Can the land change hands? Yes.
Who makes sure it is preserved as the easement promises? A land trust.
Does that hurt the tax base of the county and local area? No since the land remains agricultural and may allow some forms of development on some small parts of the land, it may increase the taxable value. Even more important, the preservation of the land may increase the value of neighboring land which enjoys the wildlife, scenery and benefit of not being next to yet another house, road or subdivision.
We had before us a Supplemental Appropriations bill for an easement to preserve in perpetuity the Breckenridge Ranch along the Teton river. Supplementals are bills that allow for spending for a previous fiscal year. They allow new money to be spent and unexpected costs to be covered.
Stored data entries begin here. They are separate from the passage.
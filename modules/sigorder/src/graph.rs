//! Keyed groups plus "must run before" edges, and the topological sort over
//! them.
//!
//! Edges are stored on the later key: `add_edge(before, after)` puts `before`
//! into `after`'s dependency set. Keys that appear only as `before` are not
//! entries; the sort skips them until something connects to that key.

use std::fmt::Debug;
use std::hash::Hash;

use indexmap::{IndexMap, IndexSet};

use crate::error::CircularDependencyError;

pub struct DependencyEntry<K, G> {
    pub group: G,
    before: IndexSet<K>,
}

impl<K, G: Default> Default for DependencyEntry<K, G> {
    fn default() -> Self {
        Self {
            group: G::default(),
            before: IndexSet::new(),
        }
    }
}

impl<K, G> DependencyEntry<K, G> {
    /// Keys that must run before this one.
    pub fn dependencies(&self) -> impl Iterator<Item = &K> {
        self.before.iter()
    }
}

#[derive(Debug, Clone, Copy, PartialEq, Eq)]
enum Mark {
    Unvisited,
    InProgress,
    Resolved,
}

/// Groups keyed by `K` with a cached execution order.
///
/// The cached order is always either empty or a full permutation of the
/// entries that respects every edge. Structural changes empty it; `sort()`
/// rebuilds it.
pub struct DependencyGraph<K, G> {
    entries: IndexMap<K, DependencyEntry<K, G>>,
    // Positions in `entries`. Entries are only appended or cleared wholesale,
    // so positions stay valid.
    order: Vec<usize>,
    sorted: bool,
}

impl<K, G> DependencyGraph<K, G>
where
    K: Hash + Eq + Clone + Debug,
{
    pub fn new() -> Self {
        Self::with_capacity(0)
    }

    pub fn with_capacity(capacity: usize) -> Self {
        Self {
            entries: IndexMap::with_capacity(capacity),
            order: Vec::with_capacity(capacity),
            sorted: true,
        }
    }

    pub fn len(&self) -> usize {
        self.entries.len()
    }

    pub fn is_empty(&self) -> bool {
        self.entries.is_empty()
    }

    /// Keys the graph can hold without reallocating.
    pub fn capacity(&self) -> usize {
        self.entries.capacity()
    }

    pub fn contains(&self, key: &K) -> bool {
        self.entries.contains_key(key)
    }

    pub fn entry(&self, key: &K) -> Option<&DependencyEntry<K, G>> {
        self.entries.get(key)
    }

    pub fn group(&self, key: &K) -> Option<&G> {
        self.entries.get(key).map(|entry| &entry.group)
    }

    pub fn group_mut(&mut self, key: &K) -> Option<&mut G> {
        self.entries.get_mut(key).map(|entry| &mut entry.group)
    }

    /// Every group in key insertion order, sorted or not.
    pub fn groups(&self) -> impl Iterator<Item = (&K, &G)> {
        self.entries.iter().map(|(key, entry)| (key, &entry.group))
    }

    pub fn groups_mut(&mut self) -> impl Iterator<Item = (&K, &mut G)> {
        self.entries
            .iter_mut()
            .map(|(key, entry)| (key, &mut entry.group))
    }

    /// Get `key`'s group, creating an empty one if needed. The flag is true
    /// when the key is new (which invalidates the order).
    pub fn ensure_group(&mut self, key: K) -> (&mut G, bool)
    where
        G: Default,
    {
        let created = !self.entries.contains_key(&key);
        if created {
            self.invalidate();
        }
        let entry = self.entries.entry(key).or_default();
        (&mut entry.group, created)
    }

    /// Insert a prebuilt group for a key that has no entry yet. Hands the
    /// group back if the key already exists.
    pub fn insert_group(&mut self, key: K, group: G) -> Result<(), G> {
        if self.entries.contains_key(&key) {
            return Err(group);
        }
        self.invalidate();
        self.entries.insert(
            key,
            DependencyEntry {
                group,
                before: IndexSet::new(),
            },
        );
        Ok(())
    }

    /// Record that `before` runs earlier than `after`, creating `after`'s
    /// entry if needed. Returns whether the graph changed.
    pub fn add_edge(&mut self, before: K, after: K) -> bool
    where
        G: Default,
    {
        let created = !self.entries.contains_key(&after);
        let inserted = self.entries.entry(after).or_default().before.insert(before);
        let changed = created || inserted;
        if changed {
            self.invalidate();
        }
        changed
    }

    /// Returns whether the edge existed.
    pub fn remove_edge(&mut self, before: &K, after: &K) -> bool {
        let removed = self
            .entries
            .get_mut(after)
            .is_some_and(|entry| entry.before.shift_remove(before));
        if removed {
            self.invalidate();
        }
        removed
    }

    /// Drop every edge into `key`. Returns whether any existed.
    pub fn clear_edges(&mut self, key: &K) -> bool {
        let removed = self.entries.get_mut(key).is_some_and(|entry| {
            let had_edges = !entry.before.is_empty();
            entry.before.clear();
            had_edges
        });
        if removed {
            self.invalidate();
        }
        removed
    }

    pub fn clear(&mut self) {
        self.entries.clear();
        self.order.clear();
        self.sorted = true;
    }

    pub fn invalidate(&mut self) {
        self.order.clear();
        self.sorted = false;
    }

    pub fn is_sorted(&self) -> bool {
        self.sorted
    }

    /// Groups in execution order. Empty unless the last sort succeeded and
    /// nothing changed since.
    pub fn ordered(&self) -> impl Iterator<Item = (&K, &G)> {
        self.order
            .iter()
            .filter_map(|&index| self.entries.get_index(index))
            .map(|(key, entry)| (key, &entry.group))
    }

    pub fn sorted_keys(&self) -> Vec<&K> {
        self.ordered().map(|(key, _)| key).collect()
    }

    /// Rebuild the execution order.
    ///
    /// Depth-first from every entry in insertion order, visiting dependencies
    /// in edge insertion order, with an explicit stack so long chains cannot
    /// overflow the call stack. On a cycle the order is left empty.
    pub fn sort(&mut self) -> Result<(), CircularDependencyError<K>> {
        self.invalidate();

        let count = self.entries.len();
        let mut marks = vec![Mark::Unvisited; count];
        let mut order = Vec::with_capacity(count);
        // (entry position, next dependency to look at)
        let mut stack: Vec<(usize, usize)> = Vec::new();

        for root in 0..count {
            if marks[root] != Mark::Unvisited {
                continue;
            }
            marks[root] = Mark::InProgress;
            stack.push((root, 0));

            while let Some(frame) = stack.last_mut() {
                let (index, next) = *frame;
                match self.entries[index].before.get_index(next) {
                    Some(dependency) => {
                        frame.1 += 1;
                        let Some(dependency) = self.entries.get_index_of(dependency) else {
                            continue;
                        };
                        match marks[dependency] {
                            Mark::Resolved => {}
                            Mark::InProgress => {
                                let error = self.cycle_error(dependency, &stack);
                                tracing::warn!(
                                    chain = ?error.chain(),
                                    "Circular dependency between signal groups"
                                );
                                return Err(error);
                            }
                            Mark::Unvisited => {
                                marks[dependency] = Mark::InProgress;
                                stack.push((dependency, 0));
                            }
                        }
                    }
                    None => {
                        marks[index] = Mark::Resolved;
                        order.push(index);
                        stack.pop();
                    }
                }
            }
        }

        tracing::debug!(groups = order.len(), "Sorted signal groups");
        self.order = order;
        self.sorted = true;
        Ok(())
    }

    // The rediscovered key first, then every frame from the top of the stack
    // down to the root.
    fn cycle_error(&self, rediscovered: usize, stack: &[(usize, usize)]) -> CircularDependencyError<K> {
        let chain = std::iter::once(rediscovered)
            .chain(stack.iter().rev().map(|&(index, _)| index))
            .filter_map(|index| self.entries.get_index(index))
            .map(|(key, _)| key.clone())
            .collect();
        CircularDependencyError::new(chain)
    }
}

impl<K, G> Default for DependencyGraph<K, G>
where
    K: Hash + Eq + Clone + Debug,
{
    fn default() -> Self {
        Self::new()
    }
}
Senator Siddoway voted no, even Senator Mortimer who is a developer made the motion and voted yes. I think the fear of conservation is fading in the face of endless darkened subdivisions. Democrat and Republican can feel love for an open field, the sight of elk grazing, eagles in the tress, the sound of cranes calling. As Idahoans we have a sense of the future, what we do and don't want it to be. It is not near sighted, it is wise. I like seeing this in my colleagues. It gives me hope.